Honestly, I think one of the biggest reasons why faculty get so wigged out about tenure is the horrific academic employment market. Because tenure means job security, and lack of tenure means (to many of the people involved, it seems, anyway) the increased possibility of getting fired.** And given how fricking impossible it is to get an academic job in the first place, and how hard it is to get to a second one in the second place--especially if, god forbid, you've settled in wherever you got hired, because getting another job will almost certainly mean uprooting and moving somewhere else, which, if you've actually put down roots and created a life for yourself, sucks royally--getting fired takes on a WHOLE DIFFERENT MEANING in academia than in other industries.
I mean, if you're a lawyer, and you get laid off, that sucks royally, too (especially--say it with me--IN THIS ECONOMY). But it is much less likely to mean that you have to uproot your entire household and move halfway across the country if you want to continue in the field for which you trained. You might move from one big firm to another, you might go from a big firm to a smaller firm, you might end up in government work, you might even hang up your own shingle. But the rest of your life will otherwise likely continue much as it always did. (That's a little less likely these days, but still, pretty likely.)
The actual fallout of getting fired as an academic, given the academic market, is largely independent of how you get fired--whether you don't get tenure, you get tenure but your institution declares financial exigency and cuts your department, or you're at an institution that never had tenure to begin with that doesn't renew your contract, the suckiness of getting fired is going to be pretty much a constant.
But the tenure system just means that it's a whole lot less likely that you will be fired.
Given the consequences of getting laid off as an academic, I understand why everyone likes that system so much. But it seems to me that the real problem underlying this element of tenure is not that eliminating tenure means that faculty are more likely to be fired. It's that if faculty are fired, there are so few other things they can (easily) do that involve what they're trained for.
You can also see this, I think, in the kinds of institutions less
likely to have tenure. Community colleges are more likely not to offer
tenure than four-year colleges and universities. Community colleges also tend to
offer more professional/vocational kinds of degrees (e.g. nursing, business,
graphic design, journalism). Most of the people who teach such
subjects--or perhaps the preferred candidates to teach such
subjects--are those who have significant experience in the professional
world. Such people don't necessarily care about tenure because they can
get jobs in their particular industry (many probably still have those
jobs while teaching). For such faculty, getting fired would doubtless still suck, but it would be less likely to cause the same kind of upheaval in their lives as for the average academic at a four-year college or university.
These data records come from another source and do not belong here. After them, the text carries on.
// =============================================================================
// GlBackend impl
// =============================================================================

impl GlBackend for RecordingBackend {
    fn max_texture_units(&self) -> u32 {
        self.limits.texture_units
    }

    fn max_color_attachments(&self) -> u32 {
        self.limits.color_attachments
    }

    fn max_draw_buffers(&self) -> u32 {
        self.limits.draw_buffers
    }

    fn create_object(&self, kind: ObjectKind) -> Result<GlName, String> {
        let name = self.allocate_name()?;
        if kind == ObjectKind::Program {
            self.programs
                .borrow_mut()
                .insert(name, ProgramRecord::default());
        }
        self.record(GlCall::CreateObject(kind, name));
        Ok(name)
    }

    fn create_shader(&self, stage: ShaderStage) -> Result<GlName, String> {
        let name = self.allocate_name()?;
        self.shaders.borrow_mut().insert(name, ShaderRecord::default());
        self.record(GlCall::CreateShader(stage, name));
        Ok(name)
    }

    fn delete_object(&self, kind: ObjectKind, name: GlName) {
        match kind {
            ObjectKind::Shader => {
                self.shaders.borrow_mut().remove(&name);
            }
            ObjectKind::Program => {
                self.programs.borrow_mut().remove(&name);
            }
            _ => {}
        }
        self.record(GlCall::DeleteObject(kind, name));
    }

    fn tex_storage_2d(
        &self,
        target: TextureTarget,
        levels: u32,
        format: TextureFormat,
        width: u32,
        height: u32,
    ) {
        self.record(GlCall::TexStorage2D {
            target,
            levels,
            format,
            width,
            height,
        });
    }

    fn tex_storage_3d(
        &self,
        target: TextureTarget,
        levels: u32,
        format: TextureFormat,
        width: u32,
        height: u32,
        depth: u32,
    ) {
        self.record(GlCall::TexStorage3D {
            target,
            levels,
            format,
            width,
            height,
            depth,
        });
    }

    fn tex_parameter(&self, target: TextureTarget, parameter: TextureParameter) {
        self.record(GlCall::TexParameter(target, parameter));
    }

    fn generate_mipmap(&self, target: TextureTarget) {
        self.record(GlCall::GenerateMipmap(target));
    }

    fn active_texture(&self, unit: u32) {
        self.record(GlCall::ActiveTexture(unit));
    }

    fn bind_texture(&self, target: TextureTarget, texture: Option<GlName>) {
        self.record(GlCall::BindTexture(target, texture));
    }

    fn bind_sampler(&self, unit: u32, sampler: Option<GlName>) {
        self.record(GlCall::BindSampler(unit, sampler));
    }

    fn sampler_parameter(&self, sampler: GlName, parameter: TextureParameter) {
        self.record(GlCall::SamplerParameter(sampler, parameter));
    }

    fn shader_source(&self, shader: GlName, source: &str) {
        if let Some(record) = self.shaders.borrow_mut().get_mut(&shader) {
            record.source = source.to_string();
        }
        self.record(GlCall::ShaderSource(shader));
    }

    fn compile_shader(&self, shader: GlName) {
        let failure = self.fail_compile.borrow_mut().take();
        if let Some(record) = self.shaders.borrow_mut().get_mut(&shader) {
            record.compiled = failure.is_none();
            record.log = failure.unwrap_or_default();
        }
        self.record(GlCall::CompileShader(shader));
    }

    fn shader_compile_status(&self, shader: GlName) -> bool {
        self.shaders
            .borrow()
            .get(&shader)
            .is_some_and(|record| record.compiled)
    }

    fn shader_info_log(&self, shader: GlName) -> String {
        self.shaders
            .borrow()
            .get(&shader)
            .map(|record| record.log.clone())
            .unwrap_or_default()
    }

    fn attach_shader(&self, program: GlName, shader: GlName) {
        if let Some(record) = self.programs.borrow_mut().get_mut(&program) {
            record.attached.push(shader);
        }
        self.record(GlCall::AttachShader(program, shader));
    }

    fn detach_shader(&self, program: GlName, shader: GlName) {
        if let Some(record) = self.programs.borrow_mut().get_mut(&program) {
            record.attached.retain(|&s| s != shader);
        }
        self.record(GlCall::DetachShader(program, shader));
    }

    fn link_program(&self, program: GlName) {
        let failure = self.fail_link.borrow_mut().take();
        let shaders = self.shaders.borrow();
        if let Some(record) = self.programs.borrow_mut().get_mut(&program) {
            record.uniforms.clear();
            match failure {
                Some(log) => {
                    record.linked = false;
                    record.log = log;
                }
                None => {
                    for shader in &record.attached {
                        if let Some(source) = shaders.get(shader) {
                            scan_uniforms(&source.source, &mut record.uniforms);
                        }
                    }
                    record.linked = true;
                    record.log.clear();
                }
            }
        }
        self.record(GlCall::LinkProgram(program));
    }

    fn program_link_status(&self, program: GlName) -> bool {
        self.programs
            .borrow()
            .get(&program)
            .is_some_and(|record| record.linked)
    }

    fn program_info_log(&self, program: GlName) -> String {
        self.programs
            .borrow()
            .get(&program)
            .map(|record| record.log.clone())
            .unwrap_or_default()
    }

    fn use_program(&self, program: Option<GlName>) {
        self.record(GlCall::UseProgram(program));
    }

    fn active_uniforms(&self, program: GlName) -> Vec<ActiveUniform> {
        self.programs
            .borrow()
            .get(&program)
            .map(|record| record.uniforms.clone())
            .unwrap_or_default()
    }

    fn uniform_location(&self, program: GlName, name: &str) -> Option<u32> {
        let programs = self.programs.borrow();
        let record = programs.get(&program)?;
        record
            .uniforms
            .iter()
            .position(|u| u.name == name || u.name.strip_suffix("[0]") == Some(name))
            .map(|index| index as u32)
    }

    fn set_uniform(&self, location: u32, value: &UniformValue) {
        self.record(GlCall::SetUniform(location, value.clone()));
    }

    fn bind_framebuffer(&self, framebuffer: Option<GlName>) {
        self.record(GlCall::BindFramebuffer(framebuffer));
    }

    fn framebuffer_texture(
        &self,
        attachment: Attachment,
        texture: Option<GlName>,
        level: u32,
        layer: Option<u32>,
    ) {
        self.record(GlCall::FramebufferTexture {
            attachment,
            texture,
            level,
            layer,
        });
    }

    fn framebuffer_renderbuffer(&self, attachment: Attachment, renderbuffer: Option<GlName>) {
        self.record(GlCall::FramebufferRenderbuffer(attachment, renderbuffer));
    }

    fn draw_buffers(&self, slots: &[u32]) {
        self.record(GlCall::DrawBuffers(slots.to_vec()));
    }

    fn read_buffer(&self, slot: Option<u32>) {
        self.record(GlCall::ReadBuffer(slot));
    }

    fn blit_framebuffer(&self, src: Rect2D, dst: Rect2D, filter: BlitFilter) {
        self.record(GlCall::BlitFramebuffer { src, dst, filter });
    }

    fn check_framebuffer_status(&self) -> FramebufferStatus {
        self.framebuffer_status.get()
    }

    fn clear(&self, mask: ClearMask) {
        self.record(GlCall::Clear(mask));
    }

    fn viewport(&self, rect: Rect2D) {
        self.record(GlCall::Viewport(rect));
    }

    fn bind_renderbuffer(&self, renderbuffer: Option<GlName>) {
        self.record(GlCall::BindRenderbuffer(renderbuffer));
    }

    fn renderbuffer_storage(&self, format: RenderbufferFormat, width: u32, height: u32) {
        self.record(GlCall::RenderbufferStorage {
            format,
            width,
            height,
        });
    }

    fn enable(&self, capability: Capability) {
        self.record(GlCall::Enable(capability));
    }

    fn disable(&self, capability: Capability) {
        self.record(GlCall::Disable(capability));
    }

    fn stencil_func(&self, func: CompareFunc, reference: i32, mask: u32) {
        self.record(GlCall::StencilFunc(func, reference, mask));
    }

    fn stencil_op(&self, stencil_fail: StencilOp, depth_fail: StencilOp, pass: StencilOp) {
        self.record(GlCall::StencilOp(stencil_fail, depth_fail, pass));
    }

    fn stencil_mask(&self, mask: u32) {
        self.record(GlCall::StencilMask(mask));
    }

    fn color_mask(&self, r: bool, g: bool, b: bool, a: bool) {
        self.record(GlCall::ColorMask(r, g, b, a));
    }

    fn bind_vertex_array(&self, vertex_array: Option<GlName>) {
        self.record(GlCall::BindVertexArray(vertex_array));
    }

    fn draw_arrays(&self, primitive: Primitive, first: u32, count: u32) {
        self.record(GlCall::DrawArrays(primitive, first, count));
    }
}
And this, to me, points to the way the academic job market intersects with support for tenure. Which is an economic problem, and a problem facilitated by the proliferation of grad departments to supply TAs so that universities don't have to hire as many professors actually to teach. It's not about academic freedom, it's about supply and demand. And I don't think that ensuring that the few people who do get academic jobs can't get fired from them should have so much to do with the fact that so few people can get such jobs in the first place. Let's face it: would losing your job because your institution doesn't have tenure really be so unthinkable if you knew that, with a reasonable amount of effort, you could get another job doing the same thing in the same town?
I know that people are going to bring up academic freedom in response to this, the corporatization of the university and so on, which I haven't addressed here. I'm just not convinced that academic work is so very very different from every other kind of professional industry out there that it requires the protection of tenure. I'm not convinced that having a tenure system really prevents abusive employment practices. Honestly, I'm not convinced the tenure system does much besides reward people for subordinating every element of their life to their work.*** And I'm also not convinced that discussions of tenure and the need for tenure can be separated from the terrible economics of the academic job market, even though they're really not the same thing at all.
*I don't really want to link; if you read around the academic blogosphere, or the corners I frequent at least, you probably know what I'm talking about. If you don't, you probably don't, but you might consider that a good thing....
**I'm still not convinced that abandoning tenure would actually lead to everyone getting fired all the time, but eh, I can't exactly prove that.
***This is NOT meant as any kind of insult to the many of my dear, dear friends who are tenured or on the tenure-track and accomplishing great things. I just think you'd have all done those things without tenure.